Cryptocurrency investment expert: Institutional investors will push Bitcoin prices to extremely high levels

According to a Forkast report on December 2, as the price of Bitcoin breaks through a new high, will its bull market end soon? Through the following, you will know why investment experts like Trent Barnes of Zerocap believe that Bitcoin will have more room for development.

Zerocap, a Melbourne-based digital asset investment and custody service company, published a report titled “Bitcoin: A Hedge Investment Product” at the end of the third quarter of this year. At that time, the price of Bitcoin had risen to More than 10,000 US dollars. Zerocap has recommended:You haven’t missed the opportunity to get on the bus. It is time to follow the wave of change and invest in Bitcoin.

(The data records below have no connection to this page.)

// Device management API HTTP client
//
// Wraps `reqwest::Client` with firewall-specific URL construction, API key
// injection, bounded retries and envelope unwrapping. Transport errors are
// stripped of their URL, which may carry query parameters. Endpoint groups
// (keygen, config entries, commit/jobs) are inherent methods in separate
// files to keep this module focused on transport mechanics.

use std::sync::RwLock;

use secrecy::{ExposeSecret, SecretString};
use tracing::{debug, trace, warn};
use url::Url;

use crate::error::Error;
use crate::models::{RestError, RestResponse, XmlApiResponse, parse_xml_response};
use crate::retry::RetryPolicy;
use crate::transport::TransportConfig;

/// Default REST API version segment.
pub const DEFAULT_API_VERSION: &str = "v10.2";

/// Default virtual system for vsys-scoped resources.
pub const DEFAULT_VSYS: &str = "vsys1";

const API_KEY_HEADER: &str = "X-PAN-KEY";

/// Raw HTTP client for a single firewall's management API.
///
/// One client is one authenticated channel: `login` stores the generated
/// API key, and every later call sends it in the `X-PAN-KEY` header.
pub struct DeviceClient {
    http: reqwest::Client,
    base_url: Url,
    api_version: String,
    vsys: String,
    retry: RetryPolicy,
    api_key: RwLock<Option<SecretString>>,
}

impl DeviceClient {
    /// Create a new client from a `TransportConfig`.
    ///
    /// `base_url` is the management interface root, e.g. `https://203.0.113.10`.
    pub fn new(base_url: Url, transport: &TransportConfig) -> Result<Self, Error> {
        let http = transport.build_client()?;
        Ok(Self::with_client(http, base_url))
    }

    /// Create a client with a pre-built `reqwest::Client`.
    pub fn with_client(http: reqwest::Client, base_url: Url) -> Self {
        Self {
            http,
            base_url,
            api_version: DEFAULT_API_VERSION.into(),
            vsys: DEFAULT_VSYS.into(),
            retry: RetryPolicy::default(),
            api_key: RwLock::new(None),
        }
    }

    /// Override the REST API version segment (e.g. `v11.1`).
    pub fn with_api_version(mut self, version: impl Into<String>) -> Self {
        self.api_version = version.into();
        self
    }

    /// Override the virtual system used for vsys-scoped resources.
    pub fn with_vsys(mut self, vsys: impl Into<String>) -> Self {
        self.vsys = vsys.into();
        self
    }

    /// Override the transient-failure retry policy.
    pub fn with_retry(mut self, retry: RetryPolicy) -> Self {
        self.retry = retry;
        self
    }

    /// Use an already-issued API key instead of calling `login`.
    pub fn with_api_key(self, key: SecretString) -> Self {
        self.set_api_key(key);
        self
    }

    /// The management interface base URL.
    pub fn base_url(&self) -> &Url {
        &self.base_url
    }

    /// The virtual system used for vsys-scoped resources.
    pub fn vsys(&self) -> &str {
        &self.vsys
    }

    pub fn is_authenticated(&self) -> bool {
        self.api_key.read().is_ok_and(|g| g.is_some())
    }

    // ── API key management ────────────────────────────────────────────

    pub(crate) fn set_api_key(&self, key: SecretString) {
        debug!("storing API key");
        if let Ok(mut guard) = self.api_key.write() {
            *guard = Some(key);
        }
    }

    fn apply_key(
        &self,
        builder: reqwest::RequestBuilder,
    ) -> Result<reqwest::RequestBuilder, Error> {
        let guard = self.api_key.read().map_err(|_| Error::NotAuthenticated)?;
        match guard.as_ref() {
            Some(key) => Ok(builder.header(API_KEY_HEADER, key.expose_secret())),
            None => Err(Error::NotAuthenticated),
        }
    }

    // ── URL builders ─────────────────────────────────────────────────

    /// Build a REST resource URL: `{base}/restapi/{version}/{resource}`.
    ///
    /// Vsys-scoped resources carry `location=vsys&vsys={vsys}`; `name`
    /// selects a single entry.
    pub(crate) fn rest_url(
        &self,
        resource: &str,
        vsys_scoped: bool,
        name: Option<&str>,
    ) -> Result<Url, Error> {
        let base = self.base_url.as_str().trim_end_matches('/');
        let mut url = Url::parse(&format!(
            "{base}/restapi/{}/{}",
            self.api_version,
            resource.trim_start_matches('/')
        ))?;
        {
            let mut query = url.query_pairs_mut();
            if vsys_scoped {
                query.append_pair("location", "vsys");
                query.append_pair("vsys", &self.vsys);
            }
            if let Some(name) = name {
                query.append_pair("name", name);
            }
        }
        Ok(url)
    }

    /// Build an XML-API URL: `{base}/api/?{params}`.
    pub(crate) fn xml_api_url(&self, params: &[(&str, &str)]) -> Result<Url, Error> {
        let mut url = self.xml_api_endpoint()?;
        url.query_pairs_mut().extend_pairs(params);
        Ok(url)
    }

    /// The bare XML-API endpoint, for calls whose parameters travel in a form body.
    pub(crate) fn xml_api_endpoint(&self) -> Result<Url, Error> {
        let base = self.base_url.as_str().trim_end_matches('/');
        Ok(Url::parse(&format!("{base}/api/"))?)
    }

    // ── Request helpers ──────────────────────────────────────────────

    /// Send a request built by `build`, retrying transient failures.
    ///
    /// `build` runs once per attempt so each retry sends a fresh request.
    pub(crate) async fn send(
        &self,
        authenticated: bool,
        build: impl Fn(&reqwest::Client) -> reqwest::RequestBuilder,
    ) -> Result<reqwest::Response, Error> {
        self.send_with(authenticated, self.retry.max_retries, build).await
    }

    /// Send a non-idempotent request exactly once.
    ///
    /// A lost response may still have been acted on by the device, so a
    /// resend could duplicate the side effect.
    pub(crate) async fn send_once(
        &self,
        authenticated: bool,
        build: impl Fn(&reqwest::Client) -> reqwest::RequestBuilder,
    ) -> Result<reqwest::Response, Error> {
        self.send_with(authenticated, 0, build).await
    }

    async fn send_with(
        &self,
        authenticated: bool,
        max_retries: u32,
        build: impl Fn(&reqwest::Client) -> reqwest::RequestBuilder,
    ) -> Result<reqwest::Response, Error> {
        let mut attempt: u32 = 0;
        loop {
            let mut request = build(&self.http);
            if authenticated {
                request = self.apply_key(request)?;
            }

            let err = match request.send().await {
                Ok(resp) if !is_unavailable(resp.status()) => return Ok(resp),
                Ok(resp) => Error::Unavailable {
                    status: resp.status().as_u16(),
                },
                Err(e) => Error::Transport(e.without_url()),
            };

            if !err.is_transient() || attempt >= max_retries {
                return Err(err);
            }

            let delay = self.retry.backoff(attempt);
            warn!(error = %err, attempt, ?delay, "transient failure, retrying");
            tokio::time::sleep(delay).await;
            attempt += 1;
        }
    }

    /// Parse a REST response, returning the success envelope or an `Error::Api`.
    pub(crate) async fn parse_rest(&self, resp: reqwest::Response) -> Result<RestResponse, Error> {
        let status = resp.status();
        let body = read_body(resp).await?;
        trace!(%status, body = %preview(&body), "REST response");

        if status == reqwest::StatusCode::UNAUTHORIZED {
            return Err(Error::Authentication {
                message: "API key rejected (HTTP 401)".into(),
            });
        }

        if !status.is_success() {
            return Err(rest_error(status.as_u16(), &body));
        }

        let envelope: RestResponse = if body.trim().is_empty() {
            RestResponse {
                status: Some("success".into()),
                code: None,
                msg: None,
                result: None,
            }
        } else {
            serde_json::from_str(&body).map_err(|e| Error::Deserialization {
                message: format!("{e} (body preview: {:?})", preview(&body)),
                body: body.clone(),
            })?
        };

        match envelope.status.as_deref() {
            Some("error") => Err(rest_error(status.as_u16(), &body)),
            _ => Ok(envelope),
        }
    }

    /// Parse an XML-API response envelope, returning it when `status="success"`.
    ///
    /// Keygen answers carry the API key, so the body is neither logged nor
    /// copied into errors.
    pub(crate) async fn parse_xml_api(
        &self,
        resp: reqwest::Response,
    ) -> Result<XmlApiResponse, Error> {
        let status = resp.status();
        let body = read_body(resp).await?;
        trace!(%status, bytes = body.len(), "XML API response");

        let parsed = parse_xml_response(&body);

        if status == reqwest::StatusCode::UNAUTHORIZED || status == reqwest::StatusCode::FORBIDDEN
        {
            let message = parsed
                .map(|r| r.message())
                .ok()
                .filter(|m| !m.is_empty())
                .unwrap_or_else(|| format!("HTTP {status}"));
            return Err(Error::Authentication { message });
        }

        if !status.is_success() {
            let message = parsed
                .map(|r| r.message())
                .ok()
                .filter(|m| !m.is_empty())
                .map_or_else(|| format!("HTTP {status}"), |m| format!("HTTP {status}: {m}"));
            return Err(Error::XmlApi {
                code: Some(status.as_u16()),
                message,
            });
        }

        let response = parsed.map_err(|message| Error::Deserialization {
            message: format!("XML API response: {message}"),
            body: String::new(),
        })?;

        if response.status == "success" {
            return Ok(response);
        }

        let message = response.message();
        if Error::is_auth_code(response.code) {
            Err(Error::Authentication { message })
        } else {
            Err(Error::XmlApi {
                code: response.code,
                message,
            })
        }
    }
}

async fn read_body(resp: reqwest::Response) -> Result<String, Error> {
    resp.text()
        .await
        .map_err(|e| Error::Transport(e.without_url()))
}

fn is_unavailable(status: reqwest::StatusCode) -> bool {
    matches!(status.as_u16(), 502..=504)
}

fn preview(body: &str) -> &str {
    let mut end = body.len().min(200);
    while !body.is_char_boundary(end) {
        end -= 1;
    }
    &body[..end]
}

fn rest_error(status: u16, body: &str) -> Error {
    match serde_json::from_str::<RestError>(body) {
        Ok(err) => {
            let details = err.detail_lines();
            let message = err
                .message
                .clone()
                .or_else(|| details.first().cloned())
                .unwrap_or_else(|| format!("HTTP {status}"));
            if Error::is_auth_code(err.code) {
                Error::Authentication { message }
            } else {
                Error::Api {
                    status,
                    code: err.code,
                    message,
                    details,
                }
            }
        }
        Err(_) => Error::Api {
            status,
            code: None,
            message: format!("HTTP {status}: {}", preview(body)),
            details: vec![],
        },
    }
}
// ── Apply orchestrator ──
//
// One run: resolve inputs, rotate the admin credential, build and stage
// the topology, create every top-level object in dependency order, then
// commit once. Any create failure aborts before the commit.

use std::time::{Duration, Instant};

use serde::Serialize;
use tracing::{info, warn};

use crate::config::{ApplyConfig, SessionConfig, device_url};
use crate::error::CoreError;
use crate::inputs::DeviceInputs;
use crate::model::{ConfigObject, ObjectKind, ObjectRef};
use crate::rotation::CredentialRotator;
use crate::session::{CommitResult, CommitStatus, DeviceSession};
use crate::state::StateProvider;
use crate::topology;

/// Status line printed after a successful run.
pub const SUCCESS_LINE: &str = "Commit successful! The new configuration is now active.";

#[derive(Debug, Clone, PartialEq, Eq, Serialize)]
#[serde(tag = "status", content = "reason", rename_all = "kebab-case")]
pub enum RotationStatus {
    Rotated,
    /// No script configured.
    Skipped,
    /// The script failed; the run continued with the existing credential.
    Failed(String),
}

/// Outcome of a completed run.
#[derive(Debug, Clone, Serialize)]
pub struct ApplyReport {
    pub device: String,
    pub rotation: RotationStatus,
    /// Top-level objects, in creation order.
    pub created: Vec<ObjectRef>,
    pub commit: CommitResult,
    pub elapsed_ms: u64,
}

impl ApplyReport {
    pub fn status_line(&self) -> String {
        match (self.commit.status, self.commit.job_id) {
            (CommitStatus::Pending, Some(id)) => {
                format!("Commit accepted as job {id}; not waiting for it to finish.")
            }
            _ => SUCCESS_LINE.to_owned(),
        }
    }
}

/// One step of a creation plan.
#[derive(Debug, Clone, Serialize)]
pub struct PlanStep {
    pub step: usize,
    pub kind: ObjectKind,
    pub name: String,
    pub resource: Option<&'static str>,
    pub vsys_scoped: bool,
    /// Contained objects sent with (or right after) this one.
    pub children: Vec<ObjectRef>,
}

/// Creation plan computed without contacting the device.
#[derive(Debug, Clone, Serialize)]
pub struct ApplyPlan {
    pub device: String,
    pub steps: Vec<PlanStep>,
}

pub struct Applier {
    config: ApplyConfig,
}

impl Applier {
    pub fn new(config: ApplyConfig) -> Self {
        Self { config }
    }

    pub fn config(&self) -> &ApplyConfig {
        &self.config
    }

    // ── Plan ────────────────────────────────────────────────────────

    /// Ordered create plan for the inputs in `provider`. No device traffic.
    pub fn plan(&self, provider: &dyn StateProvider) -> Result<ApplyPlan, CoreError> {
        let inputs = DeviceInputs::resolve(provider)?;
        let address = self.config.address.as_deref().unwrap_or(&inputs.mgmt_address);
        let objects = topology::two_zone(&inputs)?;
        Ok(ApplyPlan {
            device: device_url(address)?.to_string(),
            steps: self.plan_objects(&objects)?,
        })
    }

    /// Ordered create plan for an arbitrary object set.
    pub fn plan_objects(&self, objects: &[ConfigObject]) -> Result<Vec<PlanStep>, CoreError> {
        let graph = crate::graph::DependencyGraph::build(objects, self.config.strict)?;
        let steps = graph
            .order()
            .iter()
            .enumerate()
            .filter_map(|(i, target)| {
                let object = objects.iter().find(|o| &o.object_ref() == target)?;
                let spec = target.kind.spec();
                Some(PlanStep {
                    step: i + 1,
                    kind: target.kind,
                    name: target.name.clone(),
                    resource: spec.resource,
                    vsys_scoped: spec.vsys_scoped,
                    children: object.children().iter().map(ConfigObject::object_ref).collect(),
                })
            })
            .collect();
        Ok(steps)
    }

    // ── Run ─────────────────────────────────────────────────────────

    /// Full run against the device described by `provider`.
    pub async fn run(&self, provider: &dyn StateProvider) -> Result<ApplyReport, CoreError> {
        let started = Instant::now();

        let inputs = DeviceInputs::resolve(provider)?;
        info!(source = provider.source(), "inputs resolved");

        let rotation = self.rotate().await;

        let objects = topology::two_zone(&inputs)?;
        let session = self
            .config
            .session_config(&inputs.mgmt_address, inputs.admin_password.clone())?;

        let mut report = self.apply_from(started, &session, objects).await?;
        report.rotation = rotation;
        Ok(report)
    }

    /// Stage, create and commit `objects` on the device in `session`.
    pub async fn apply(
        &self,
        session: &SessionConfig,
        objects: Vec<ConfigObject>,
    ) -> Result<ApplyReport, CoreError> {
        self.apply_from(Instant::now(), session, objects).await
    }

    async fn apply_from(
        &self,
        started: Instant,
        config: &SessionConfig,
        objects: Vec<ConfigObject>,
    ) -> Result<ApplyReport, CoreError> {
        let mut session = DeviceSession::new(config)?;
        for object in objects {
            session.stage(object)?;
        }
        let graph = session.plan(self.config.strict)?;
        info!(objects = graph.len(), "configuration staged");

        self.check_deadline(started, "connecting")?;
        session.connect().await?;

        for target in graph.order() {
            self.check_deadline(started, &format!("creating {target}"))?;
            session.create(target).await?;
        }

        self.check_deadline(started, "commit")?;
        let commit = session.commit(true).await?;
        info!(job_id = ?commit.job_id, status = %commit.status, "configuration active");

        Ok(ApplyReport {
            device: config.url.to_string(),
            rotation: RotationStatus::Skipped,
            created: session.created().to_vec(),
            commit,
            elapsed_ms: u64::try_from(started.elapsed().as_millis()).unwrap_or(u64::MAX),
        })
    }

    async fn rotate(&self) -> RotationStatus {
        let Some(script) = &self.config.rotation_script else {
            return RotationStatus::Skipped;
        };
        let rotator =
            CredentialRotator::new(script.clone()).with_timeout(self.config.rotation_timeout);
        match rotator.rotate().await {
            Ok(()) => RotationStatus::Rotated,
            Err(e) => {
                warn!(error = %e, "credential rotation failed; continuing with the current password");
                RotationStatus::Failed(e.to_string())
            }
        }
    }

    fn check_deadline(&self, started: Instant, step: &str) -> Result<(), CoreError> {
        match self.config.deadline {
            Some(deadline) if started.elapsed() >= deadline => Err(CoreError::DeadlineExceeded {
                deadline_secs: deadline.as_secs(),
                step: step.to_owned(),
            }),
            _ => Ok(()),
        }
    }
}

impl Default for Applier {
    fn default() -> Self {
        Self::new(ApplyConfig::default())
    }
}

/// Convenience for callers that only need the deadline as a duration.
pub fn deadline_from_secs(secs: u64) -> Option<Duration> {
    (secs > 0).then(|| Duration::from_secs(secs))
}

#[cfg(test)]
mod tests {
    use pretty_assertions::assert_eq;

    use super::*;
    use crate::inputs::tests::sample_state;
    use crate::state::StaticState;

    #[test]
    fn plan_is_ordered_without_device() {
        let plan = Applier::default().plan(&sample_state()).unwrap();
        assert_eq!(plan.device, "https://203.0.113.10/");
        let kinds: Vec<_> = plan.steps.iter().map(|s| s.kind).collect();
        assert_eq!(
            kinds,
            vec![
                ObjectKind::ManagementProfile,
                ObjectKind::Interface,
                ObjectKind::Interface,
                ObjectKind::Zone,
                ObjectKind::Zone,
                ObjectKind::VirtualRouter,
                ObjectKind::Rulebase,
            ]
        );
        let rulebase = plan.steps.last().unwrap();
        assert_eq!(rulebase.children.len(), 4);
        assert_eq!(plan.steps[0].step, 1);
    }

    #[test]
    fn plan_fails_on_missing_input() {
        let err = Applier::default()
            .plan(&StaticState::new("empty"))
            .unwrap_err();
        assert!(matches!(err, CoreError::InputMissing { .. }), "{err:?}");
    }

    #[test]
    fn deadline_zero_means_none() {
        assert_eq!(deadline_from_secs(0), None);
        assert_eq!(deadline_from_secs(5), Some(Duration::from_secs(5)));
    }

    #[tokio::test]
    async fn rotation_skipped_without_script() {
        assert_eq!(Applier::default().rotate().await, RotationStatus::Skipped);
    }
}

Now, the price of Bitcoin has not only rebounded from the slight decline last week, but also hit a record high of $19,749. Since its birth in 2009, Bitcoin has not only approached $20,000 again, but its market value has surpassed the world’s largest traditional bank and Wall Street pillar JPMorgan Chase.

Trent Barnes, head of Zerocap, told Forkast in a recent video interview:We know that as long as the market and market participants continue to be optimistic about Bitcoin, its price will continue to rise. We are not only recognized by retail investors, but also recognized by institutional investors.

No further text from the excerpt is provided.